• What the exercise asks: Please count the lines in the data below that mention the word "sent", then give only the total.

• Given records:
== Segment start ==

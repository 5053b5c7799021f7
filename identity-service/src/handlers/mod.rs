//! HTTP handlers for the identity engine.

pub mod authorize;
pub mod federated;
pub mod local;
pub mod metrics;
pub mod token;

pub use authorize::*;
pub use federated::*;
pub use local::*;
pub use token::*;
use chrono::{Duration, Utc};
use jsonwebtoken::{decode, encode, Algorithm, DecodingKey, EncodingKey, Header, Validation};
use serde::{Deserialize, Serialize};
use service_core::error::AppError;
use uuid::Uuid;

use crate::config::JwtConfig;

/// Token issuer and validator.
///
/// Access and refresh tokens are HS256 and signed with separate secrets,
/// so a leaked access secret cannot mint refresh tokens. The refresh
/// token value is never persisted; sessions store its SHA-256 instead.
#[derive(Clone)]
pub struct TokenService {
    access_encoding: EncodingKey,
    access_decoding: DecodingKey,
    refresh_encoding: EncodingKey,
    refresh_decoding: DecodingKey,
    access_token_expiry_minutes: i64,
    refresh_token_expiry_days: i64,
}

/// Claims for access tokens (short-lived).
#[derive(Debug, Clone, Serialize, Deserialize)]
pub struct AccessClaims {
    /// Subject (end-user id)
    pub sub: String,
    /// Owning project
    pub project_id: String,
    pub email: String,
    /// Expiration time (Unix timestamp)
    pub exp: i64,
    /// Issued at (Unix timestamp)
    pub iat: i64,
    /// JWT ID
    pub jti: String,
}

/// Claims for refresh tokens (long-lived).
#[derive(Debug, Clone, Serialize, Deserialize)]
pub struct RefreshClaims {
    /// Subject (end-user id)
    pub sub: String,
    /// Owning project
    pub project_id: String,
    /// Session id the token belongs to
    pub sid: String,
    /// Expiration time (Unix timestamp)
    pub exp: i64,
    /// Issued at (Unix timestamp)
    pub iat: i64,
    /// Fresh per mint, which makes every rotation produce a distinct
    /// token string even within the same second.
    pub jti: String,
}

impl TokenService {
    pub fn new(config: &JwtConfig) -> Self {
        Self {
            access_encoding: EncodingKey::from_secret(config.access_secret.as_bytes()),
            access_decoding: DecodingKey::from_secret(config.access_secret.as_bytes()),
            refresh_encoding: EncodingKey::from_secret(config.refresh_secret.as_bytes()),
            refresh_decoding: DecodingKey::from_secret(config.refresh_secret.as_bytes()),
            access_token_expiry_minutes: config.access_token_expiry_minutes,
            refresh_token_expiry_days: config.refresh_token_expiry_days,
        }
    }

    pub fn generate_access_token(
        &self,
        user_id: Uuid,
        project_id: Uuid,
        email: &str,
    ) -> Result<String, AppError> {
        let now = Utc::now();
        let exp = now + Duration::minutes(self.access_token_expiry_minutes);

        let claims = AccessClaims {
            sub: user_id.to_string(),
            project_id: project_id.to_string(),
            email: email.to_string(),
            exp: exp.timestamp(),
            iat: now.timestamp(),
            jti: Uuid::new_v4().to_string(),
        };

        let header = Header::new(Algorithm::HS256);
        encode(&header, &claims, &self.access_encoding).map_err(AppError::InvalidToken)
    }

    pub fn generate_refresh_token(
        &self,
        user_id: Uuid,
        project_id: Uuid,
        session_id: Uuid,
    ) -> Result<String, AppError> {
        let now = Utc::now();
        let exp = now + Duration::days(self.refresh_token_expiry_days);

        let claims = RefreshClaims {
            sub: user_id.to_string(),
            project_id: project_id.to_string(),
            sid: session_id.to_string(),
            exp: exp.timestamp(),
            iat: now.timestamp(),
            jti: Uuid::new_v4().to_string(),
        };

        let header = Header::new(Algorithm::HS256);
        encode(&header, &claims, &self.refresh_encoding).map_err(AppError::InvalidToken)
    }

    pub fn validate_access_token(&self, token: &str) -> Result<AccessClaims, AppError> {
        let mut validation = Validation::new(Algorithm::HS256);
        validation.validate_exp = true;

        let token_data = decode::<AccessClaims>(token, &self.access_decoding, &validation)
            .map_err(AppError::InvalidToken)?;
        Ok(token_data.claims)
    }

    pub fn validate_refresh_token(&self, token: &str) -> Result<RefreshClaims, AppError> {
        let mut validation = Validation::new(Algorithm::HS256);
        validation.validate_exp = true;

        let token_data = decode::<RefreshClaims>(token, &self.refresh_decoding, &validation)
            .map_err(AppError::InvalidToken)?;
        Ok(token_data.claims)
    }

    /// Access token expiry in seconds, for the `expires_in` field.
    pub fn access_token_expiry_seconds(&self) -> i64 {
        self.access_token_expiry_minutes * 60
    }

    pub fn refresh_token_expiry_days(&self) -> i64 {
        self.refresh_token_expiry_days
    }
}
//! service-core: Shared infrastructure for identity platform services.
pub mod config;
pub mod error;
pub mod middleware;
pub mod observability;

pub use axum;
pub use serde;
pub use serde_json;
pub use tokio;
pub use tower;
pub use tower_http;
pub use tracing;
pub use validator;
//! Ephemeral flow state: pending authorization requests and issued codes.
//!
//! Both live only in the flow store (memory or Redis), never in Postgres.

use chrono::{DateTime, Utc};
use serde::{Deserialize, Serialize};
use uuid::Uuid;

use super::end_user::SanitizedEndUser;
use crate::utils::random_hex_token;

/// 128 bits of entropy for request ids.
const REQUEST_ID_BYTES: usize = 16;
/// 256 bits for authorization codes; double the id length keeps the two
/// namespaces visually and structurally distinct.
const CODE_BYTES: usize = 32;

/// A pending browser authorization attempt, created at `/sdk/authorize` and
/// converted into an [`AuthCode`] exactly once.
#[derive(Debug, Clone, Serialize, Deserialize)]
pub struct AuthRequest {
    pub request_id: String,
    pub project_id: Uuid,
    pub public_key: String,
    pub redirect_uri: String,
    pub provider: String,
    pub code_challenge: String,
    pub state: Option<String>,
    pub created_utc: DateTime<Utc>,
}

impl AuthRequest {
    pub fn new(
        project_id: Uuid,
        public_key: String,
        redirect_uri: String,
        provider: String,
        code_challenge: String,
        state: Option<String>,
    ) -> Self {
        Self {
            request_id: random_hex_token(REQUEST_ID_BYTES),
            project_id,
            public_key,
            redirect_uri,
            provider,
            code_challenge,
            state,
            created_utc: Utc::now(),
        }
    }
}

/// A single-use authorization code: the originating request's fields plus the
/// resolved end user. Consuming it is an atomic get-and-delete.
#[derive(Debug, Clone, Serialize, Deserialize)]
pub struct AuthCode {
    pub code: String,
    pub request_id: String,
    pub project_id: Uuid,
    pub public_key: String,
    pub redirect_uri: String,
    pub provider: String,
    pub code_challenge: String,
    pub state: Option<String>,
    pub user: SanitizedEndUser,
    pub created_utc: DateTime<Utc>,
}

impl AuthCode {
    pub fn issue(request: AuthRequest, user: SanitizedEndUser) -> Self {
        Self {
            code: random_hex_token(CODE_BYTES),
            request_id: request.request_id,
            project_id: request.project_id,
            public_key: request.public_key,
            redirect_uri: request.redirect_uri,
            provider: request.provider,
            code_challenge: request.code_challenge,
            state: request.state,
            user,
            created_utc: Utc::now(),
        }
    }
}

== Segment end ==
== Segment start ==

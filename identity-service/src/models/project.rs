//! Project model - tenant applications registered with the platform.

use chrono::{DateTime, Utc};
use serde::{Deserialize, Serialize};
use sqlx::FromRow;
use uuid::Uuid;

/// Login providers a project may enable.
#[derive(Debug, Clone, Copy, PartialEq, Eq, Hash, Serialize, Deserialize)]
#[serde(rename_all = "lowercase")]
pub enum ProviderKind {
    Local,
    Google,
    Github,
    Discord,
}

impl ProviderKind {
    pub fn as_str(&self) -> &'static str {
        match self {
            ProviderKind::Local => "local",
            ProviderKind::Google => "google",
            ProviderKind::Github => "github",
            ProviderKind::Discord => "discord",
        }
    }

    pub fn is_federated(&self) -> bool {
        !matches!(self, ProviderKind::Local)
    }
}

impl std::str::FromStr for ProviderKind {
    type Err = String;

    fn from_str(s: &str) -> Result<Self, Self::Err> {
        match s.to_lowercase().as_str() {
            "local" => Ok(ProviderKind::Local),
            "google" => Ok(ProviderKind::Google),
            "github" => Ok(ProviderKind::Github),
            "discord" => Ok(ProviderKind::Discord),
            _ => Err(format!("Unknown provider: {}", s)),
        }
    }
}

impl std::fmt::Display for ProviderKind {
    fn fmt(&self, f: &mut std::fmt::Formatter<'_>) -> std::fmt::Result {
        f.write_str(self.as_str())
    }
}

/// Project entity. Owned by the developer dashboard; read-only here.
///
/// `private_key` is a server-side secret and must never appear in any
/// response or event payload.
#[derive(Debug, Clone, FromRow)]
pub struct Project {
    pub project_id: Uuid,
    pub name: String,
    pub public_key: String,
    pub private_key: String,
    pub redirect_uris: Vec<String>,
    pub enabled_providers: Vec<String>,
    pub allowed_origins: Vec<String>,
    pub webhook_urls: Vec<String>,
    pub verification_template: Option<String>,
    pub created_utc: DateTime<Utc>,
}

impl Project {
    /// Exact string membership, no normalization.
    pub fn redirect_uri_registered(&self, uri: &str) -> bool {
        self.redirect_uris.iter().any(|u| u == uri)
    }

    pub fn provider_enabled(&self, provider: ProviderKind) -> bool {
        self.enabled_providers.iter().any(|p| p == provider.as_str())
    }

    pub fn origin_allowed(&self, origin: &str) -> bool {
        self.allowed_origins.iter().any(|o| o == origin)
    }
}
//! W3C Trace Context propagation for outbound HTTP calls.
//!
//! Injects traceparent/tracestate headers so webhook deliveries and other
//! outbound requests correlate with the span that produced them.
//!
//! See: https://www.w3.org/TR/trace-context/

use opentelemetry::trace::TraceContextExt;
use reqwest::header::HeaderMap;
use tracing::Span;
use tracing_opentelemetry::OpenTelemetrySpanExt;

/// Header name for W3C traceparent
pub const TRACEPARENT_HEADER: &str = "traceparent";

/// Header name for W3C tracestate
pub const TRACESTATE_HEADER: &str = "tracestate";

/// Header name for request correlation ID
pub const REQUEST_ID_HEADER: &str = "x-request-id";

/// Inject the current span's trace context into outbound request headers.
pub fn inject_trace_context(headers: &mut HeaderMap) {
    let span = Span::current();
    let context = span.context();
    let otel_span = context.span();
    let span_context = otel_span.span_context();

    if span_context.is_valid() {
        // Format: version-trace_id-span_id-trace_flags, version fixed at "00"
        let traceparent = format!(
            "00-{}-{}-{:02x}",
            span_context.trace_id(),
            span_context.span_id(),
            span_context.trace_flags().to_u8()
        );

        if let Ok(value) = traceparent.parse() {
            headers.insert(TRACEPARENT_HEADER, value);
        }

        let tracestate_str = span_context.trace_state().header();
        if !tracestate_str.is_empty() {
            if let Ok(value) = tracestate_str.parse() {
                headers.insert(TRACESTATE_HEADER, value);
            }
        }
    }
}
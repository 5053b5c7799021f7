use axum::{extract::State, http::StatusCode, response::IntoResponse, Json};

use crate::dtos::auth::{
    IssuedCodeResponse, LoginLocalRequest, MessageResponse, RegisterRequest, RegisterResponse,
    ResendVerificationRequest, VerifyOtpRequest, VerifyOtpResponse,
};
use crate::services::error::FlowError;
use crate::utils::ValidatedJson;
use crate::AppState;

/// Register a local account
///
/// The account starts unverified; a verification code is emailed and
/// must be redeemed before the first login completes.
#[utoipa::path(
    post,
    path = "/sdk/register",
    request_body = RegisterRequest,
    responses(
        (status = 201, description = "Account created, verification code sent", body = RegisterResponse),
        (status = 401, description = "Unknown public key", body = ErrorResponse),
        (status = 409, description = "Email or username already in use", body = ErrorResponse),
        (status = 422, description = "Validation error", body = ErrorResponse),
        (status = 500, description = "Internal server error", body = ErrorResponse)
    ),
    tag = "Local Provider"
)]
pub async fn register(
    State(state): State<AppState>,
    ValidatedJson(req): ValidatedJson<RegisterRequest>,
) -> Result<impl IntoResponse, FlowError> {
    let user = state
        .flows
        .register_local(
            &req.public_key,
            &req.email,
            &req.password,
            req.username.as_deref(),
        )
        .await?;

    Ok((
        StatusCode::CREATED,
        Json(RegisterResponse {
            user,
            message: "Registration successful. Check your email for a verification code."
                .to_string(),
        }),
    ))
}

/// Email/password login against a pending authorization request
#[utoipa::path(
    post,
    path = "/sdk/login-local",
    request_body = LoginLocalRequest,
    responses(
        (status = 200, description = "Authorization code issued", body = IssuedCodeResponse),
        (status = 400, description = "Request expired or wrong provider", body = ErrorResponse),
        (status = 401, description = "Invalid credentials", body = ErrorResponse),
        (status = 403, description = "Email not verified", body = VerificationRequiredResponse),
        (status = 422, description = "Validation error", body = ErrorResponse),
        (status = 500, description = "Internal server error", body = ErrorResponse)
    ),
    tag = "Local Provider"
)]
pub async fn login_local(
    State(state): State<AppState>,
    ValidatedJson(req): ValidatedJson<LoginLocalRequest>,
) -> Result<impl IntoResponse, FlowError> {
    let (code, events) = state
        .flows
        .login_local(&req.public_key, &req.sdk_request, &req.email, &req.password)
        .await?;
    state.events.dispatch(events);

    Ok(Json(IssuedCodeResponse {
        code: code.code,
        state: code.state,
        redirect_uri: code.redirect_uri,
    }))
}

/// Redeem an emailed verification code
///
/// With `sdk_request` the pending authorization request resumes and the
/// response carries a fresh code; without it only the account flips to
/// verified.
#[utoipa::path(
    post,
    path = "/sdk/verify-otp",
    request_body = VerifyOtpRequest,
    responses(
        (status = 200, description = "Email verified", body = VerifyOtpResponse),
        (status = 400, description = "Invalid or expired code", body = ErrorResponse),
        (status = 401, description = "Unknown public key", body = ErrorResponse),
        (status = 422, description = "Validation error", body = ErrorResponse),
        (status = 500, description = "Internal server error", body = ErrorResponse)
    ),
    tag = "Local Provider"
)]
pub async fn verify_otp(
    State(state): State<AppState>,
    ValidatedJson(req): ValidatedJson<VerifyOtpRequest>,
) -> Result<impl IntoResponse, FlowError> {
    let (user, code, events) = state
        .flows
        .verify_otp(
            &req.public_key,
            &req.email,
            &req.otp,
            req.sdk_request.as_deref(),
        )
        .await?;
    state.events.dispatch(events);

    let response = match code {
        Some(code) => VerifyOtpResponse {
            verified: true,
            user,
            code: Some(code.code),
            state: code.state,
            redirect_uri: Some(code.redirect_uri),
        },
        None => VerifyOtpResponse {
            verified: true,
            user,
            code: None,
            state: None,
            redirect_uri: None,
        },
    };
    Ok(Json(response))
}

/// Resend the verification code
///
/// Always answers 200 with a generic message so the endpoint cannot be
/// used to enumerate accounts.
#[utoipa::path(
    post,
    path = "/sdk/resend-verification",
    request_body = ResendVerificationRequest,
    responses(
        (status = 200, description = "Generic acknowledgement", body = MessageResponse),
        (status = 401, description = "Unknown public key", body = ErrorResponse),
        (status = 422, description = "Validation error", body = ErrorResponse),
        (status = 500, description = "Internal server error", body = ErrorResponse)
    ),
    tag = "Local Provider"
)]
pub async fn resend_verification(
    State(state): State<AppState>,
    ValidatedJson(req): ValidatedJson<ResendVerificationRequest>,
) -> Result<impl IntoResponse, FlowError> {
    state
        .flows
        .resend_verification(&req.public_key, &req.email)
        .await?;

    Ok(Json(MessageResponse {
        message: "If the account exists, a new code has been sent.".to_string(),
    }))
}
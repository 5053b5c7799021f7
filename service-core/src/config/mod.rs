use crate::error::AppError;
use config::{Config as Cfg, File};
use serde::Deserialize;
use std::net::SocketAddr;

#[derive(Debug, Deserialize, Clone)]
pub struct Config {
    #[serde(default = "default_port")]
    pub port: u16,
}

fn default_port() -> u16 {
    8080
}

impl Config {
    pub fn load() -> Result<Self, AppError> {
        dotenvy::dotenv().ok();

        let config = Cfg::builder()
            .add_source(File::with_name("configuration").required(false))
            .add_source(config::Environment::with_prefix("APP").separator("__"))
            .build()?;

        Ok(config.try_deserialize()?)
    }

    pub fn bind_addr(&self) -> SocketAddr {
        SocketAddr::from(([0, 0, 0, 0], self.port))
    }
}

== Segment end ==

• Reply to the exercise: 2